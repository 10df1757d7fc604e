//! Ranged fire from one unit at another

use serde::{Deserialize, Serialize};

use crate::combat::resolution::{resolve_hits, resolve_wounds, HitResult, WoundResult};
use crate::dice::DieRoller;
use crate::unit::{UnitState, WeaponProfile};

/// Result of one ranged volley
#[derive(Debug, Clone, Copy, PartialEq, Eq, Serialize, Deserialize)]
pub enum RangedResult {
    /// Target beyond the weapon's range; no dice rolled
    OutOfRange,
    Resolved { hits: HitResult, wounds: WoundResult },
}

impl RangedResult {
    pub fn wounds(&self) -> u32 {
        match self {
            RangedResult::OutOfRange => 0,
            RangedResult::Resolved { wounds, .. } => wounds.wounds,
        }
    }
}

/// Fire `weapon` from `attacker` at `defender` across `distance` inches
///
/// Does NOT mutate units - caller applies wounds.
pub fn ranged_exchange<D: DieRoller + ?Sized>(
    weapon: &WeaponProfile,
    attacker: &UnitState,
    defender: &UnitState,
    distance: u32,
    dice: &mut D,
) -> RangedResult {
    if !weapon.reaches(distance) {
        return RangedResult::OutOfRange;
    }

    let hits = resolve_hits(weapon, attacker.quality, attacker.models, dice);
    let wounds = resolve_wounds(&hits, defender.defense, weapon, dice);
    RangedResult::Resolved { hits, wounds }
}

§

WHAT THE EXERCISE ASKS →
Output each line of the listing in which the string "Resolved" is found.

WRITTEN SOLUTION →
    Resolved { hits: HitResult, wounds: WoundResult },
            RangedResult::Resolved { wounds, .. } => wounds.wounds,
    RangedResult::Resolved { hits, wounds }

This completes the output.